Red Hat Training

A Red Hat training course is available for Red Hat Enterprise Linux

3.2.2. Secure Shell

Secure Shell (SSH) is a powerful network protocol used to communicate with another system over a secure channel. The transmissions over SSH are encrypted and protected from interception. Cryptographic login can also be utilized to provide a better authentication method over traditional user names and passwords. See Section 3.2.2.1, “Cryptographic Login”.
SSH is very easy to activate. By starting the sshd daemon, the system begins to accept connections and will allow access to the system when a correct user name and password is provided during the connection process. The standard TCP port for the SSH service is 22. However, this can be changed by modifying the /etc/ssh/sshd_config configuration file and restarting the service. This file also contains other configuration options for SSH.
By default, the sshd service starts automatically at boot time. Run the following command as root to query the status of the daemon:
~]# service sshd status
If you need to restart the sshd service, issue the following command as root:
~]# service sshd restart
Refer to the Services and Daemons chapter of the Red Hat Enterprise Linux 6 Deployment Guide for more information regarding the management of system services.
Secure Shell (SSH) also provides encrypted tunnels between computers but only using a single port. Port forwarding can be done over an SSH tunnel and traffic will be encrypted as it passes through that tunnel, but using port forwarding is not as fluid as a VPN (Section 3.2.1, “Virtual Private Networks”).

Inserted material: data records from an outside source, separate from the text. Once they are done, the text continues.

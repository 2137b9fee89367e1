//! Content-addressed binary state trie.
//!
//! Keys are 256-bit hashes; nodes are stored under the SHA-256 of their
//! canonical encoding, so a root hash commits to the entire state and any
//! historical root remains readable as long as its nodes are retained.
//! Paths are bit-compressed: a branch carries the bits shared by its whole
//! subtree and one implicit discriminating bit per child.

use crate::Error;
use bytes::{Buf, BufMut};
use moira_codec::{
    bytes_size, read_bytes, write_bytes, Encode, EncodeSize, Error as CodecError, Read, Write,
};
use moira_dag::types::Hash;
use moira_kvdb::Kv;
use std::sync::Arc;

/// A bit string, most significant bit first.
#[derive(Debug, Clone, Default, PartialEq, Eq)]
pub(crate) struct BitPath {
    bytes: Vec<u8>,
    len: u16,
}

impl BitPath {
    pub fn from_key(key: &[u8; 32]) -> Self {
        Self {
            bytes: key.to_vec(),
            len: 256,
        }
    }

    pub fn len(&self) -> u16 {
        self.len
    }

    pub fn bit(&self, i: u16) -> u8 {
        (self.bytes[usize::from(i / 8)] >> (7 - i % 8)) & 1
    }

    /// The suffix starting at bit `from`.
    pub fn suffix(&self, from: u16) -> Self {
        let len = self.len - from;
        let mut bytes = vec![0u8; usize::from(len.div_ceil(8))];
        for i in 0..len {
            let bit = self.bit(from + i);
            bytes[usize::from(i / 8)] |= bit << (7 - i % 8);
        }
        Self { bytes, len }
    }

    pub fn prefix(&self, len: u16) -> Self {
        let mut out = self.suffix(0);
        out.truncate(len);
        out
    }

    fn truncate(&mut self, len: u16) {
        self.len = len;
        self.bytes.truncate(usize::from(len.div_ceil(8)));
        // Zero the tail bits so equal paths encode identically.
        if len % 8 != 0 {
            if let Some(last) = self.bytes.last_mut() {
                *last &= 0xFFu8 << (8 - len % 8);
            }
        }
    }

    pub fn common_prefix_len(&self, other: &Self) -> u16 {
        let max = self.len.min(other.len);
        for i in 0..max {
            if self.bit(i) != other.bit(i) {
                return i;
            }
        }
        max
    }
}

impl Write for BitPath {
    fn write(&self, buf: &mut impl BufMut) {
        self.len.write(buf);
        write_bytes(&self.bytes, buf);
    }
}

impl EncodeSize for BitPath {
    fn encode_size(&self) -> usize {
        2 + bytes_size(&self.bytes)
    }
}

impl Read for BitPath {
    fn read(buf: &mut impl Buf) -> Result<Self, CodecError> {
        let len = u16::read(buf)?;
        let bytes = read_bytes(buf, 33)?;
        if bytes.len() != usize::from(len.div_ceil(8)) {
            return Err(CodecError::InvalidData("BitPath", "length mismatch".into()));
        }
        Ok(Self { bytes, len })
    }
}

const LEAF_TAG: u8 = 0;
const BRANCH_TAG: u8 = 1;

#[derive(Debug, Clone, PartialEq, Eq)]
pub(crate) enum Node {
    /// Remaining key bits and the stored value.
    Leaf { path: BitPath, value: Vec<u8> },
    /// Bits shared by the subtree; children discriminate on the next bit.
    Branch { path: BitPath, children: [Hash; 2] },
}

impl Node {
    pub fn hash(&self) -> Hash {
        Hash::of(&self.encode())
    }
}

impl Write for Node {
    fn write(&self, buf: &mut impl BufMut) {
        match self {
            Node::Leaf { path, value } => {
                LEAF_TAG.write(buf);
                path.write(buf);
                write_bytes(value, buf);
            }
            Node::Branch { path, children } => {
                BRANCH_TAG.write(buf);
                path.write(buf);
                children[0].write(buf);
                children[1].write(buf);
            }
        }
    }
}

impl EncodeSize for Node {
    fn encode_size(&self) -> usize {
        match self {
            Node::Leaf { path, value } => 1 + path.encode_size() + bytes_size(value),
            Node::Branch { path, .. } => 1 + path.encode_size() + 64,
        }
    }
}

impl Read for Node {
    fn read(buf: &mut impl Buf) -> Result<Self, CodecError> {
        match u8::read(buf)? {
            LEAF_TAG => Ok(Node::Leaf {
                path: BitPath::read(buf)?,
                value: read_bytes(buf, 1 << 16)?,
            }),
            BRANCH_TAG => Ok(Node::Branch {
                path: BitPath::read(buf)?,
                children: [Hash::read(buf)?, Hash::read(buf)?],
            }),
            other => Err(CodecError::InvalidData("Node", format!("tag {other}"))),
        }
    }
}

/// The trie over one node table. Cheap to clone; roots select snapshots.
#[derive(Clone)]
pub(crate) struct Trie {
    nodes: Arc<dyn Kv>,
}

impl Trie {
    pub fn new(nodes: Arc<dyn Kv>) -> Self {
        Self { nodes }
    }

    pub fn has_node(&self, hash: &Hash) -> Result<bool, Error> {
        Ok(*hash == Hash::ZERO || self.nodes.has(hash.as_bytes())?)
    }

    fn load(&self, hash: &Hash) -> Result<Node, Error> {
        let raw = self
            .nodes
            .get(hash.as_bytes())?
            .ok_or_else(|| Error::MissingState(*hash))?;
        Ok(moira_codec::Decode::decode(raw.as_slice())?)
    }

    fn save(&self, node: &Node) -> Result<Hash, Error> {
        let hash = node.hash();
        self.nodes.put(hash.as_bytes(), &node.encode())?;
        Ok(hash)
    }

    /// Stores a pre-encoded node, verifying its content address.
    pub fn import_node(&self, hash: &Hash, raw: &[u8]) -> Result<(), Error> {
        if Hash::of(raw) != *hash {
            return Err(Error::StateMismatch {
                expected: *hash,
                got: Hash::of(raw),
            });
        }
        // Decode to reject garbage early.
        let _: Node = moira_codec::Decode::decode(raw)?;
        self.nodes.put(hash.as_bytes(), raw)?;
        Ok(())
    }

    pub fn get(&self, root: &Hash, key: &[u8; 32]) -> Result<Option<Vec<u8>>, Error> {
        if *root == Hash::ZERO {
            return Ok(None);
        }
        let mut hash = *root;
        let mut remaining = BitPath::from_key(key);
        loop {
            match self.load(&hash)? {
                Node::Leaf { path, value } => {
                    return Ok((path == remaining).then_some(value));
                }
                Node::Branch { path, children } => {
                    let cp = remaining.common_prefix_len(&path);
                    if cp < path.len() || cp >= remaining.len() {
                        return Ok(None);
                    }
                    let idx = usize::from(remaining.bit(cp));
                    if children[idx] == Hash::ZERO {
                        return Ok(None);
                    }
                    hash = children[idx];
                    remaining = remaining.suffix(cp + 1);
                }
            }
        }
    }

    /// Inserts (or replaces) `key` and returns the new root.
    pub fn insert(&self, root: &Hash, key: &[u8; 32], value: &[u8]) -> Result<Hash, Error> {
        self.insert_at(root, BitPath::from_key(key), value)
    }

    fn insert_at(&self, node: &Hash, remaining: BitPath, value: &[u8]) -> Result<Hash, Error> {
        if *node == Hash::ZERO {
            return self.save(&Node::Leaf {
                path: remaining,
                value: value.to_vec(),
            });
        }
        match self.load(node)? {
            Node::Leaf { path, value: old } => {
                if path == remaining {
                    return self.save(&Node::Leaf {
                        path,
                        value: value.to_vec(),
                    });
                }
                let cp = remaining.common_prefix_len(&path);
                let old_leaf = self.save(&Node::Leaf {
                    path: path.suffix(cp + 1),
                    value: old,
                })?;
                let new_leaf = self.save(&Node::Leaf {
                    path: remaining.suffix(cp + 1),
                    value: value.to_vec(),
                })?;
                let mut children = [Hash::ZERO; 2];
                children[usize::from(path.bit(cp))] = old_leaf;
                children[usize::from(remaining.bit(cp))] = new_leaf;
                self.save(&Node::Branch {
                    path: remaining.prefix(cp),
                    children,
                })
            }
            Node::Branch { path, children } => {
                let cp = remaining.common_prefix_len(&path);
                if cp == path.len() {
                    let idx = usize::from(remaining.bit(cp));
                    let child =
                        self.insert_at(&children[idx], remaining.suffix(cp + 1), value)?;
                    let mut children = children;
                    children[idx] = child;
                    self.save(&Node::Branch { path, children })
                } else {
                    // Diverges inside the branch prefix: split it.
                    let old_branch = self.save(&Node::Branch {
                        path: path.suffix(cp + 1),
                        children,
                    })?;
                    let new_leaf = self.save(&Node::Leaf {
                        path: remaining.suffix(cp + 1),
                        value: value.to_vec(),
                    })?;
                    let mut split = [Hash::ZERO; 2];
                    split[usize::from(path.bit(cp))] = old_branch;
                    split[usize::from(remaining.bit(cp))] = new_leaf;
                    self.save(&Node::Branch {
                        path: remaining.prefix(cp),
                        children: split,
                    })
                }
            }
        }
    }

    /// Walks the whole subtree under `root`, verifying every content
    /// address. Returns the number of nodes visited.
    pub fn verify(&self, root: &Hash) -> Result<usize, Error> {
        if *root == Hash::ZERO {
            return Ok(0);
        }
        let raw = self
            .nodes
            .get(root.as_bytes())?
            .ok_or_else(|| Error::MissingState(*root))?;
        if Hash::of(&raw) != *root {
            return Err(Error::StateMismatch {
                expected: *root,
                got: Hash::of(&raw),
            });
        }
        let node: Node = moira_codec::Decode::decode(raw.as_slice())?;
        let mut visited = 1;
        if let Node::Branch { children, .. } = node {
            for child in children {
                if child != Hash::ZERO {
                    visited += self.verify(&child)?;
                }
            }
        }
        Ok(visited)
    }

    /// Streams every (hash, encoding) pair reachable from `root`.
    pub fn export(
        &self,
        root: &Hash,
        out: &mut impl FnMut(&Hash, &[u8]) -> Result<(), Error>,
    ) -> Result<(), Error> {
        if *root == Hash::ZERO {
            return Ok(());
        }
        let raw = self
            .nodes
            .get(root.as_bytes())?
            .ok_or_else(|| Error::MissingState(*root))?;
        out(root, &raw)?;
        let node: Node = moira_codec::Decode::decode(raw.as_slice())?;
        if let Node::Branch { children, .. } = node {
            for child in children {
                if child != Hash::ZERO {
                    self.export(&child, out)?;
                }
            }
        }
        Ok(())
    }
}

#[cfg(test)]
mod tests {
    use super::*;
    use moira_kvdb::memory::Memory;

    fn key(n: u8) -> [u8; 32] {
        *Hash::of(&[n]).as_bytes()
    }

    fn trie() -> Trie {
        Trie::new(Arc::new(Memory::new()))
    }

    #[test]
    fn test_insert_get() {
        let trie = trie();
        let mut root = Hash::ZERO;
        for n in 0..50u8 {
            root = trie.insert(&root, &key(n), &[n]).unwrap();
        }
        for n in 0..50u8 {
            assert_eq!(trie.get(&root, &key(n)).unwrap().unwrap(), vec![n]);
        }
        assert!(trie.get(&root, &key(99)).unwrap().is_none());
    }

    #[test]
    fn test_replace_value() {
        let trie = trie();
        let root = trie.insert(&Hash::ZERO, &key(1), b"a").unwrap();
        let root = trie.insert(&root, &key(1), b"b").unwrap();
        assert_eq!(trie.get(&root, &key(1)).unwrap().unwrap(), b"b");
    }

    #[test]
    fn test_roots_are_snapshots() {
        let trie = trie();
        let r1 = trie.insert(&Hash::ZERO, &key(1), b"a").unwrap();
        let r2 = trie.insert(&r1, &key(2), b"x").unwrap();
        let r3 = trie.insert(&r2, &key(1), b"b").unwrap();
        // Old roots keep reading old values.
        assert_eq!(trie.get(&r1, &key(1)).unwrap().unwrap(), b"a");
        assert!(trie.get(&r1, &key(2)).unwrap().is_none());
        assert_eq!(trie.get(&r2, &key(1)).unwrap().unwrap(), b"a");
        assert_eq!(trie.get(&r3, &key(1)).unwrap().unwrap(), b"b");
        assert_eq!(trie.get(&r3, &key(2)).unwrap().unwrap(), b"x");
    }

    #[test]
    fn test_root_is_order_independent() {
        let trie = trie();
        let mut forward = Hash::ZERO;
        for n in 0..20u8 {
            forward = trie.insert(&forward, &key(n), &[n]).unwrap();
        }
        let mut backward = Hash::ZERO;
        for n in (0..20u8).rev() {
            backward = trie.insert(&backward, &key(n), &[n]).unwrap();
        }
        assert_eq!(forward, backward);
    }

    #[test]
    fn test_verify_and_export_roundtrip() {
        let trie = trie();
        let mut root = Hash::ZERO;
        for n in 0..10u8 {
            root = trie.insert(&root, &key(n), &[n]).unwrap();
        }
        let visited = trie.verify(&root).unwrap();
        assert!(visited >= 10);

        // Export into a fresh trie and verify the same root reads back.
        let copy = Trie::new(Arc::new(Memory::new()));
        trie.export(&root, &mut |hash, raw| copy.import_node(hash, raw))
            .unwrap();
        assert_eq!(copy.verify(&root).unwrap(), visited);
        for n in 0..10u8 {
            assert_eq!(copy.get(&root, &key(n)).unwrap().unwrap(), vec![n]);
        }
    }

    #[test]
    fn test_import_rejects_bad_hash() {
        let trie = trie();
        let node = Node::Leaf {
            path: BitPath::from_key(&key(1)),
            value: b"v".to_vec(),
        };
        let raw = node.encode();
        assert!(trie.import_node(&Hash::of(b"wrong"), &raw).is_err());
        trie.import_node(&node.hash(), &raw).unwrap();
    }
}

3.2.2.1. Cryptographic Login

SSH supports the use of cryptographic keys for logging in to computers. This is much more secure than using only a password. If you combine this method with other authentication methods, it can be considered a multi-factor authentication. See Section 3.2.2.2, “Multiple Authentication Methods” for more information about using multiple authentication methods.
In order to enable the use of cryptographic keys for authentication, the PubkeyAuthentication configuration directive in the /etc/ssh/sshd_config file needs to be set to yes. Note that this is the default setting. Set the PasswordAuthentication directive to no to disable the possibility of using passwords for logging in.
SSH keys can be generated using the ssh-keygen command. If invoked without additional arguments, it creates a 2048-bit RSA key set. The keys are stored, by default, in the ~/.ssh directory. You can utilize the -b switch to modify the bit-strength of the key. Using 2048-bit keys is normally sufficient. See the Generating Key Pairs chapter of the Red Hat Enterprise Linux 6 Deployment Guide for more detailed information about generating SSH keys.
You should see the two keys in your ~/.ssh directory. If you accepted the defaults when running the ssh-keygen command, then the generated files are named id_rsa and id_rsa.pub and contain the private and public key respectively. You should always protect the private key from exposure by making it unreadable by anyone else but the file's owner. The public key, however, needs to be transferred to the system you are going to log in to. You can use the ssh-copy-id command to transfer the key to the server:
~]$ ssh-copy-id -i [user@]server
This command will also automatically append the public key to the ~/.ssh/authorized_key file on the server. The sshd daemon will check this file when you attempt to log in to the server.
Similarly to passwords and any other authentication mechanism, you should change your SSH keys regularly. When you do, make sure you remove any unused keys from the authorized_key file.